A multifunctional air filtration membrane is urgently required for high efficiency removal of particulate matter (PM) and capture of airborne toxic gases (SO2, NOx, VOCs, etc.). Zeolite imidazole frameworks (ZIFs), as a subclass of metal–organic frameworks (MOFs), hold promise for poisonous pollutant capture due to their excellent adsorption performance and high thermal and chemical stability.
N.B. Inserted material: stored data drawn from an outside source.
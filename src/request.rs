//! Incoming request descriptor and path parameters.

use bytes::Bytes;
use http::HeaderMap;
use http::header::{HeaderName, HeaderValue};

use crate::method::Method;

/// An incoming HTTP request.
///
/// The server builds one from the hyper request after collecting the body.
/// Tests and embedders can build one directly and hand it to
/// [`Router::dispatch`](crate::Router::dispatch):
///
/// ```rust
/// use trellis::{Method, Request};
///
/// let req = Request::new(Method::Post, "/users?notify=1")
///     .with_header("content-type", "application/json")
///     .with_body(r#"{"name":"alice"}"#);
/// assert_eq!(req.path(), "/users");
/// assert_eq!(req.query(), Some("notify=1"));
/// ```
#[derive(Debug, Clone)]
pub struct Request {
    pub(crate) method: Method,
    pub(crate) path: String,
    pub(crate) query: Option<String>,
    pub(crate) headers: HeaderMap,
    pub(crate) body: Bytes,
}

impl Request {
    /// Builds a request for `target`, which may carry a `?query` suffix.
    pub fn new(method: Method, target: &str) -> Self {
        let (path, query) = match target.split_once('?') {
            Some((path, query)) => (path, Some(query.to_owned())),
            None => (target, None),
        };
        let path = if path.is_empty() { "/" } else { path };
        Self {
            method,
            path: path.to_owned(),
            query,
            headers: HeaderMap::new(),
            body: Bytes::new(),
        }
    }

    pub(crate) fn from_parts(method: Method, uri: &http::Uri, headers: HeaderMap, body: Bytes) -> Self {
        Self {
            method,
            path: uri.path().to_owned(),
            query: uri.query().map(str::to_owned),
            headers,
            body,
        }
    }

    /// Adds a header. Invalid names or values are ignored.
    pub fn with_header(mut self, name: &str, value: &str) -> Self {
        if let (Ok(name), Ok(value)) = (HeaderName::try_from(name), HeaderValue::try_from(value)) {
            self.headers.append(name, value);
        }
        self
    }

    pub fn with_body(mut self, body: impl Into<Bytes>) -> Self {
        self.body = body.into();
        self
    }

    pub fn method(&self) -> Method { self.method }
    pub fn path(&self) -> &str { &self.path }
    pub fn query(&self) -> Option<&str> { self.query.as_deref() }
    pub fn headers(&self) -> &HeaderMap { &self.headers }
    pub fn body(&self) -> &[u8] { &self.body }

    /// Case-insensitive header lookup. Returns `None` for non-UTF-8 values.
    pub fn header(&self, name: &str) -> Option<&str> {
        self.headers.get(name).and_then(|v| v.to_str().ok())
    }
}

/// Path parameters bound for one request, in pattern order.
///
/// Names are unique within a route (enforced at registration), so a linear
/// scan over a handful of pairs beats hashing. The backing vector is kept
/// across requests when its context is recycled.
#[derive(Debug, Default, Clone)]
pub struct Params {
    pairs: Vec<(String, String)>,
}

impl Params {
    pub fn get(&self, name: &str) -> Option<&str> {
        self.pairs.iter()
            .find(|(k, _)| k == name)
            .map(|(_, v)| v.as_str())
    }

    pub fn iter(&self) -> impl Iterator<Item = (&str, &str)> {
        self.pairs.iter().map(|(k, v)| (k.as_str(), v.as_str()))
    }

    pub fn len(&self) -> usize { self.pairs.len() }
    pub fn is_empty(&self) -> bool { self.pairs.is_empty() }

    pub(crate) fn push(&mut self, name: &str, value: &str) {
        self.pairs.push((name.to_owned(), value.to_owned()));
    }

    pub(crate) fn clear(&mut self) {
        self.pairs.clear();
    }
}
//! Handler trait and type erasure.
//!
//! # One shape for middleware and handlers
//!
//! Every entry in a chain takes the request's [`Context`] and returns a boxed
//! future borrowing it. Middleware is simply a handler that calls
//! [`Context::next`] somewhere in its body; a terminal handler doesn't.
//!
//! ```text
//! fn users(c: &mut Context<G>) -> BoxFuture<'_> { … }  ← user writes this
//!        ↓ group.get("", users)
//! Arc::new(users)  as  BoxedHandler<G>                 ← stored in a Chain
//!        ↓
//! handler.call(ctx)  at request time                   ← one vtable dispatch
//! ```
//!
//! The future borrows the context mutably for its whole life, which is what
//! lets code after `c.next().await` observe the final response state.

use std::future::Future;
use std::pin::Pin;
use std::sync::Arc;

use crate::context::Context;

/// A heap-allocated, type-erased future borrowing the request context.
///
/// `Send` so tokio can move the in-flight request between worker threads.
pub type BoxFuture<'a, T = ()> = Pin<Box<dyn Future<Output = T> + Send + 'a>>;

/// A type-erased chain entry shared across concurrent requests.
pub type BoxedHandler<G> = Arc<dyn Handler<G>>;

/// Implemented by every middleware and route handler.
///
/// Plain functions get it for free:
///
/// ```rust
/// use trellis::{BoxFuture, Context};
///
/// fn hello(c: &mut Context) -> BoxFuture<'_> {
///     Box::pin(async move {
///         c.response().text("hello");
///     })
/// }
/// ```
///
/// Implement it by hand for middleware that carries settings, as
/// [`middleware::Logger`](crate::middleware::Logger) does.
pub trait Handler<G>: Send + Sync + 'static {
    fn call<'a>(&'a self, ctx: &'a mut Context<G>) -> BoxFuture<'a>;
}

impl<G, F> Handler<G> for F
where
    F: for<'a> Fn(&'a mut Context<G>) -> BoxFuture<'a> + Send + Sync + 'static,
{
    fn call<'a>(&'a self, ctx: &'a mut Context<G>) -> BoxFuture<'a> {
        self(ctx)
    }
}

/// Erases `handler` so entries of different types can share one chain, e.g.
/// for [`Group::on_with`](crate::Group::on_with).
pub fn boxed<G, H: Handler<G>>(handler: H) -> BoxedHandler<G> {
    Arc::new(handler)
}
//! Request dispatch: the per-request lifecycle around a resolved chain.
//!
//! ```text
//! resolve(method, path) ──► acquire context ──► bind request, params, chain
//!        │                                             │
//!        │ miss: not-found / 405 chain                 ▼
//!        └──────────────────────────────────► AppContext::reset
//!                                                      │
//!                                               chain (next, next, …)
//!                                                      │  panic ──► 500
//!                                                      ▼
//!                                              AppContext::done
//!                                                      │
//!                                         snapshot response, release context
//! ```
//!
//! `done` and the release back to the pool sit in a drop guard, so they also
//! happen if the dispatch future is dropped mid-chain (client disconnect,
//! server shutdown).

use std::any::Any;
use std::panic::{self, AssertUnwindSafe};
use std::sync::Arc;

use futures_util::FutureExt;
use http::StatusCode;
use tracing::error;

use crate::app::AppContext;
use crate::context::Context;
use crate::method::Method;
use crate::pool::ContextPool;
use crate::request::Request;
use crate::response::Response;
use crate::router::{Chain, Router};

impl<G: AppContext> Router<G> {
    /// Runs one request through its chain and returns the finished response.
    ///
    /// This is everything the server does per request after reading the body,
    /// so it's also the entry point for driving a router without sockets:
    ///
    /// ```rust
    /// use trellis::{BoxFuture, Context, Method, Request, Router};
    ///
    /// fn hello(c: &mut Context) -> BoxFuture<'_> {
    ///     Box::pin(async move { c.response().text("hello"); })
    /// }
    ///
    /// # tokio::runtime::Runtime::new().unwrap().block_on(async {
    /// let app = Router::new().get("/", hello);
    /// let res = app.dispatch(Request::new(Method::Get, "/")).await;
    /// assert_eq!(res.body(), b"hello");
    /// # });
    /// ```
    ///
    /// Panics in the globals' reset hook, in middleware or in the handler
    /// are caught here: the partial response is discarded, a
    /// `500 Internal Server Error` goes out instead, and the context is
    /// still cleaned up and recycled.
    pub async fn dispatch(&self, request: Request) -> Response {
        let mut lease = Lease::new(&self.pool);
        let ctx = lease.ctx();

        let chain = self.route(&request, ctx);
        let method = request.method();
        ctx.bind(request, chain);

        let run = AssertUnwindSafe(async {
            ctx.begin();
            ctx.next().await;
        });
        let outcome = run.catch_unwind().await;
        if let Err(panic) = outcome {
            error!(
                %method,
                path = ctx.path(),
                panic = panic_message(panic.as_ref()),
                "handler panicked"
            );
            fail(ctx);
        }

        // `finish` clears the pending flag before calling `done`, so a
        // panicking hook is not re-run by the lease.
        if let Err(panic) = panic::catch_unwind(AssertUnwindSafe(|| ctx.finish())) {
            error!(
                %method,
                path = ctx.path(),
                panic = panic_message(panic.as_ref()),
                "done hook panicked"
            );
            fail(ctx);
        }

        ctx.response_ref().snapshot()
    }

    /// Picks the chain for `request`, writing path parameters (or the
    /// `allow` header) into `ctx`.
    fn route(&self, request: &Request, ctx: &mut Context<G>) -> Arc<Chain<G>> {
        let (method, path) = (request.method(), request.path());
        if let Some(chain) = self.lookup(method, path, ctx.params_mut()) {
            return chain;
        }
        match self.allowed_methods(method, path) {
            Some(allowed) => {
                ctx.response_mut().header("allow", &allow_header(&allowed));
                self.method_not_allowed_chain()
            }
            None => self.not_found_chain(),
        }
    }
}

/// A context on loan from the pool. Dropping it runs any pending `done` hook
/// and hands the context back.
struct Lease<'p, G: AppContext> {
    pool: &'p ContextPool<G>,
    ctx: Option<Box<Context<G>>>,
}

impl<'p, G: AppContext> Lease<'p, G> {
    fn new(pool: &'p ContextPool<G>) -> Self {
        Self { pool, ctx: Some(pool.acquire()) }
    }

    fn ctx(&mut self) -> &mut Context<G> {
        // Only `Drop` takes the context out.
        self.ctx.as_deref_mut().unwrap_or_else(|| unreachable!("lease already returned"))
    }
}

impl<G: AppContext> Drop for Lease<'_, G> {
    fn drop(&mut self) {
        if let Some(mut ctx) = self.ctx.take() {
            // Reached with a pending `done` only when the request was dropped
            // mid-chain; there is no response left to fail.
            if let Err(panic) = panic::catch_unwind(AssertUnwindSafe(|| ctx.finish())) {
                error!(panic = panic_message(panic.as_ref()), "done hook panicked on cancelled request");
            }
            self.pool.release(ctx);
        }
    }
}

/// Replaces whatever the chain wrote with a bare 500.
fn fail<G>(ctx: &mut Context<G>) {
    let response = ctx.response_mut();
    response.clear();
    response.set_status(StatusCode::INTERNAL_SERVER_ERROR);
}

fn allow_header(methods: &[Method]) -> String {
    methods.iter().map(|m| m.as_str()).collect::<Vec<_>>().join(", ")
}

fn panic_message(panic: &(dyn Any + Send)) -> &str {
    panic.downcast_ref::<&str>().copied()
        .or_else(|| panic.downcast_ref::<String>().map(String::as_str))
        .unwrap_or("<non-string panic payload>")
}
//! Access logging.

use std::time::Instant;

use tracing::{Level, event};

use crate::app::AppContext;
use crate::context::Context;
use crate::handler::{BoxFuture, Handler};

/// Logs one event per request with method, status, path, matched route and
/// the time spent downstream of this middleware.
///
/// Register it first so the timing covers every later middleware and the
/// handler, and so not-found requests are logged too:
///
/// ```rust
/// use trellis::{Router, middleware::Logger};
/// use tracing::Level;
///
/// let app = Router::new().middleware(Logger::new(Level::DEBUG));
/// ```
#[derive(Clone, Copy, Debug)]
pub struct Logger {
    level: Level,
}

impl Logger {
    pub fn new(level: Level) -> Self {
        Self { level }
    }
}

impl Default for Logger {
    fn default() -> Self {
        Self::new(Level::INFO)
    }
}

impl<G: AppContext> Handler<G> for Logger {
    fn call<'a>(&'a self, c: &'a mut Context<G>) -> BoxFuture<'a> {
        Box::pin(async move {
            let start = Instant::now();
            c.next().await;
            let elapsed = start.elapsed();

            let method = c.method();
            let status = c.response_ref().status().as_u16();
            let path = c.path();
            let route = c.route().unwrap_or("-");

            // `event!` needs the level as a constant.
            macro_rules! log_at {
                ($lvl:expr) => {
                    event!($lvl, %method, status, path, route, ?elapsed, "request")
                };
            }
            if self.level == Level::ERROR {
                log_at!(Level::ERROR);
            } else if self.level == Level::WARN {
                log_at!(Level::WARN);
            } else if self.level == Level::INFO {
                log_at!(Level::INFO);
            } else if self.level == Level::DEBUG {
                log_at!(Level::DEBUG);
            } else {
                log_at!(Level::TRACE);
            }
        })
    }
}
Here, a facile strategy is demonstrated to synthesize a multifunctional air filtration membrane through in situ growth of ZIF-67 nanoparticles on a flexible silica nanofiber membrane (ZIF-67@SiO2 NFM), which significantly improved the contact area of the membrane with SO2 and PM. When it underwent a standard PM removal test, the prepared ZIF-67@SiO2 NFM showed the highest PM2.5 removal efficiency of 100% at a relatively low pressure drop of 335 Pa with the impregnation time being 24 h. At the same time, due to the load of ZIF-67, the SO2 adsorption capacity up to 1013 mg/g could be realized in the obtained membrane when exposed to a SO2/N2 mixed flow with a humidity of 55%. Furthermore, during the incense smoke experiment, the PM2.5 filtering efficiency of the prepared ZIF-67@SiO2 membrane could reach 98.9% under an initial concentration of 1000 μg·m–3. This work proposes a simple and practical strategy to not only prepare a high-performance multifunctional nanofiber membrane but also achieve the capture of SO2 and PM with high efficiency.